Items from a data source:

==*==

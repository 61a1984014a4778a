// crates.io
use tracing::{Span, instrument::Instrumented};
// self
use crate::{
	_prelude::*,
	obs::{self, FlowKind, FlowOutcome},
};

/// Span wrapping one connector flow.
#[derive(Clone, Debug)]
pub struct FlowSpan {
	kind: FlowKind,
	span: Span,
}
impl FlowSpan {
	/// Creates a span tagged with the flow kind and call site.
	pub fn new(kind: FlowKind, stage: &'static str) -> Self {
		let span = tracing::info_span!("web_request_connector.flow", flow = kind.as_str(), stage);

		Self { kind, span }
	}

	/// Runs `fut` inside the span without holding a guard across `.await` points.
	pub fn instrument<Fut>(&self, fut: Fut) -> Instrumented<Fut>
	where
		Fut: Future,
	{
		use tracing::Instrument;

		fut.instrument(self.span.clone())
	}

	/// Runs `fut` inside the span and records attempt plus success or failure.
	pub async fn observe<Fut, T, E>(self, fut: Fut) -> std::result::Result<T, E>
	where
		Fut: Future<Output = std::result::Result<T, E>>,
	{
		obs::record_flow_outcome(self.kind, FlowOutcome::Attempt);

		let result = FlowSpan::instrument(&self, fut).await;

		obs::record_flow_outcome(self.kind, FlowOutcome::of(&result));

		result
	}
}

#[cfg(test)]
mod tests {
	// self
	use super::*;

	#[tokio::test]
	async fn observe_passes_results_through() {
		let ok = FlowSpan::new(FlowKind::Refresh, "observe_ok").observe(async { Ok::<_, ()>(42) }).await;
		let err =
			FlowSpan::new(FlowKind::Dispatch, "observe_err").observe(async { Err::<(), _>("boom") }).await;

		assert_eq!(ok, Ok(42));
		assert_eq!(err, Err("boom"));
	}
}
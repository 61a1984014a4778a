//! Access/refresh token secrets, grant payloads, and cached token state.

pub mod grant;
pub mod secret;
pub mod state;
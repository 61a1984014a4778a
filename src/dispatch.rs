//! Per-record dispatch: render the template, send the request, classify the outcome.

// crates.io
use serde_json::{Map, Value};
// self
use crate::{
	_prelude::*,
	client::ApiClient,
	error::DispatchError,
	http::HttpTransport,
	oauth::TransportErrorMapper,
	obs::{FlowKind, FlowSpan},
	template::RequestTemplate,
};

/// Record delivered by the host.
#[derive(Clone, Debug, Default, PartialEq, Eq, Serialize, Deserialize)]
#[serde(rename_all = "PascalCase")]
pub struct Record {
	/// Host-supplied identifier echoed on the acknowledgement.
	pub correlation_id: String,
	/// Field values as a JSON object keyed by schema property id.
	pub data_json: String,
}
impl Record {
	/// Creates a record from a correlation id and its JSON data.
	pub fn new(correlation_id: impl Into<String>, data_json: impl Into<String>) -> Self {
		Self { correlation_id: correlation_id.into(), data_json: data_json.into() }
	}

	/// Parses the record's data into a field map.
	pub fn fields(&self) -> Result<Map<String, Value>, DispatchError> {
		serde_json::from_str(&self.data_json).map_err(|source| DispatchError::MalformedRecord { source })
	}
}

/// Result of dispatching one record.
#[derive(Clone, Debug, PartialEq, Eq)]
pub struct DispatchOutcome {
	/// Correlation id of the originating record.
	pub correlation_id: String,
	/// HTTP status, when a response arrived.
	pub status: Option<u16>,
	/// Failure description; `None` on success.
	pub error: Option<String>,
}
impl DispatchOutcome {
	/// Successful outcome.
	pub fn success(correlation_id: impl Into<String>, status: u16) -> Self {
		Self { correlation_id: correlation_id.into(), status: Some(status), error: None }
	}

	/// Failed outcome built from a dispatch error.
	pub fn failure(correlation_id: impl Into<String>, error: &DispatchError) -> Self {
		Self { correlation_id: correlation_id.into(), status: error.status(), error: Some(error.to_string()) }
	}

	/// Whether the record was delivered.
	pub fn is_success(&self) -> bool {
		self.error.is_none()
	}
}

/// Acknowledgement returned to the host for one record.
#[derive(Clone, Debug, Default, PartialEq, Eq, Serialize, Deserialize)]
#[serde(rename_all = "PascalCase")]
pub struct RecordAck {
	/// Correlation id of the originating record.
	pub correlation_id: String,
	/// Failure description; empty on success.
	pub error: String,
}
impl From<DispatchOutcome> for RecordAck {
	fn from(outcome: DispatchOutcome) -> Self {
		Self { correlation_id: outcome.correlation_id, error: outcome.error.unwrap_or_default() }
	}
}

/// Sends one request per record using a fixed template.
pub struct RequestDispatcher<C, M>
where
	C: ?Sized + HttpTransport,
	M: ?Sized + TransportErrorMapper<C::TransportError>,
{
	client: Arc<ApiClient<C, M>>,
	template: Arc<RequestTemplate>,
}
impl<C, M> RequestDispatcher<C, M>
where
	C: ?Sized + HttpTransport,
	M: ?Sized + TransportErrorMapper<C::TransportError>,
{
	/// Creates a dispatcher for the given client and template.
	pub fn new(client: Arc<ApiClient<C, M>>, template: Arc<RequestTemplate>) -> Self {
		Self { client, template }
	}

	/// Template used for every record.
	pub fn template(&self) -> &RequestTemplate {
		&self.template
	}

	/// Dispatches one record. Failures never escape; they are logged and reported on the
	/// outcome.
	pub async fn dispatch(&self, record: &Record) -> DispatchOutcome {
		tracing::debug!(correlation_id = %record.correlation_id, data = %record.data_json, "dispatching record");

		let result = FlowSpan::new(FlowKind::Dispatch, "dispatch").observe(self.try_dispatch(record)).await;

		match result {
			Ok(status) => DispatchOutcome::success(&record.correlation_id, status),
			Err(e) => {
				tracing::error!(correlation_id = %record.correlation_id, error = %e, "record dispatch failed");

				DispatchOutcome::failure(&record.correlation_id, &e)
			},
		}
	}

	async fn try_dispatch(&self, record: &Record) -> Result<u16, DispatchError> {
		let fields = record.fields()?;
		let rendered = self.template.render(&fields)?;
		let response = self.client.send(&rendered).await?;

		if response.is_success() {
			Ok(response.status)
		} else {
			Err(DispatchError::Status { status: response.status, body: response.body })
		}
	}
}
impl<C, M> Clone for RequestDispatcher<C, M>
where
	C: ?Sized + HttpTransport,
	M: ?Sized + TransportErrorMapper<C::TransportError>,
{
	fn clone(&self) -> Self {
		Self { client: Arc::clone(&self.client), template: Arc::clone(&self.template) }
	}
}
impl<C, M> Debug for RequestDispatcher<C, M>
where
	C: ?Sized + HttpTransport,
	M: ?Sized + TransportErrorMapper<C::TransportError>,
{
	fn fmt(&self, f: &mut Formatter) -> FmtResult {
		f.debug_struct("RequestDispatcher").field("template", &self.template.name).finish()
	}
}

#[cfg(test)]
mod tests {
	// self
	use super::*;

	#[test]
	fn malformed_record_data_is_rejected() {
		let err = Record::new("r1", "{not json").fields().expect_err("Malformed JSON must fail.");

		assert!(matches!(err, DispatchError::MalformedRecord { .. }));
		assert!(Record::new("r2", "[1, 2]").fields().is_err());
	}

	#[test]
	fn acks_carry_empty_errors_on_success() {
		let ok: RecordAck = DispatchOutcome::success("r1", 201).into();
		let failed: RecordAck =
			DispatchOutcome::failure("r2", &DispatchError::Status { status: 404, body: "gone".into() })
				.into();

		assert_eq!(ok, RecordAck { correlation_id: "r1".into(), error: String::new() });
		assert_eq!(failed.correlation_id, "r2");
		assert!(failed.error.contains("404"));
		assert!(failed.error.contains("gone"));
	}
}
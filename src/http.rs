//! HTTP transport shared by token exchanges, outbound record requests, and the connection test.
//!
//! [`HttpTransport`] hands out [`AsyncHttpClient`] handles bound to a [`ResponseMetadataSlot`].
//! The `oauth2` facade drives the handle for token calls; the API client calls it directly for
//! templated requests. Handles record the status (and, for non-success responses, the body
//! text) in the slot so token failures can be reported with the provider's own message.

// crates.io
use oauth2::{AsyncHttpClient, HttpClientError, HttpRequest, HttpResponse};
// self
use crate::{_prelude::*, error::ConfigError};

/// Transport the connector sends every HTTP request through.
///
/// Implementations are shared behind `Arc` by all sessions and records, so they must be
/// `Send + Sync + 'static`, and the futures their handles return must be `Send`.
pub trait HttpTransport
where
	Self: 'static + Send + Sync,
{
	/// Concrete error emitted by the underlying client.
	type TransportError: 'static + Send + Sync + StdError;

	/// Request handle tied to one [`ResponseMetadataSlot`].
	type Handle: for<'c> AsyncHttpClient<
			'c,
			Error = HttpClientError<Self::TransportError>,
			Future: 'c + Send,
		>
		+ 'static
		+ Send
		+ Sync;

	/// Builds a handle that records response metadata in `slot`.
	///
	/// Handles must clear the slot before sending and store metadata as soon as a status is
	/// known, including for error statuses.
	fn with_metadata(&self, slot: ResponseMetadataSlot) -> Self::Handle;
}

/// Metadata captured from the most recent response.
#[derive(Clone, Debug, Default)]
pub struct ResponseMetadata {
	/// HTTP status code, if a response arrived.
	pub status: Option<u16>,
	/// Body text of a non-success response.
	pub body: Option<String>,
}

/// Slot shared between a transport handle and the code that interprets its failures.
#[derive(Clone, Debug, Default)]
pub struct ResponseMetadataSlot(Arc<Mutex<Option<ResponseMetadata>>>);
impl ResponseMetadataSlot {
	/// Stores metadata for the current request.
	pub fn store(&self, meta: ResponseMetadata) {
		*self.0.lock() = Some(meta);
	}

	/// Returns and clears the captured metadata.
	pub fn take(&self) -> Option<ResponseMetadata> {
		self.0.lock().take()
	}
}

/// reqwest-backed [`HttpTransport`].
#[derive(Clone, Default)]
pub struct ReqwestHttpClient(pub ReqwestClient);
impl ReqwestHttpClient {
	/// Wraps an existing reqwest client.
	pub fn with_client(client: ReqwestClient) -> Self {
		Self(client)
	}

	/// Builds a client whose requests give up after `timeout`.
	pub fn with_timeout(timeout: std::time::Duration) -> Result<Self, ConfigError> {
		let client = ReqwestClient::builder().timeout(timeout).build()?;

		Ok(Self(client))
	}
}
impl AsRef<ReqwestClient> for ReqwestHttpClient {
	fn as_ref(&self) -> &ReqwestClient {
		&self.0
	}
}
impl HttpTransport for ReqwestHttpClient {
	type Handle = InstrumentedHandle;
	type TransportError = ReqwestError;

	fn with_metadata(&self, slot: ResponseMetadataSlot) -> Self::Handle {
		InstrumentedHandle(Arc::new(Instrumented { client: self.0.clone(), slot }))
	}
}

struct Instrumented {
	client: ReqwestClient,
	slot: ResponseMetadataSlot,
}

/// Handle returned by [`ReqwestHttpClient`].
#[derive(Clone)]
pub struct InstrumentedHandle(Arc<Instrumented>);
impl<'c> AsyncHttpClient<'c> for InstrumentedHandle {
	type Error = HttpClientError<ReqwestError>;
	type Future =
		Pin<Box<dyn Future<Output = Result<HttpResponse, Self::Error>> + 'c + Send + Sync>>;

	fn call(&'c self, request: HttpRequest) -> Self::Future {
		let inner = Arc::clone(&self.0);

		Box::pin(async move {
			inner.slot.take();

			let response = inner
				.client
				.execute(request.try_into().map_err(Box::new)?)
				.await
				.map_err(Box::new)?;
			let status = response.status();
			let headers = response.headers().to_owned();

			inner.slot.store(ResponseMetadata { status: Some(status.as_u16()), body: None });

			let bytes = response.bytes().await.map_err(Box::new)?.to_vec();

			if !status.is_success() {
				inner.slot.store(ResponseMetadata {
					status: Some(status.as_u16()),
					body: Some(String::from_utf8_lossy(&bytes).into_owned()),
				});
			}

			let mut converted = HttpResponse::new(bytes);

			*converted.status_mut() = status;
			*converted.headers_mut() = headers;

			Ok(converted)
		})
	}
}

==*==

— Action item —
Gather from the entries above all lines that include the string "Builds".

— Response box —
	/// Builds a handle that records response metadata in `slot`.
	/// Builds a client whose requests give up after `timeout`.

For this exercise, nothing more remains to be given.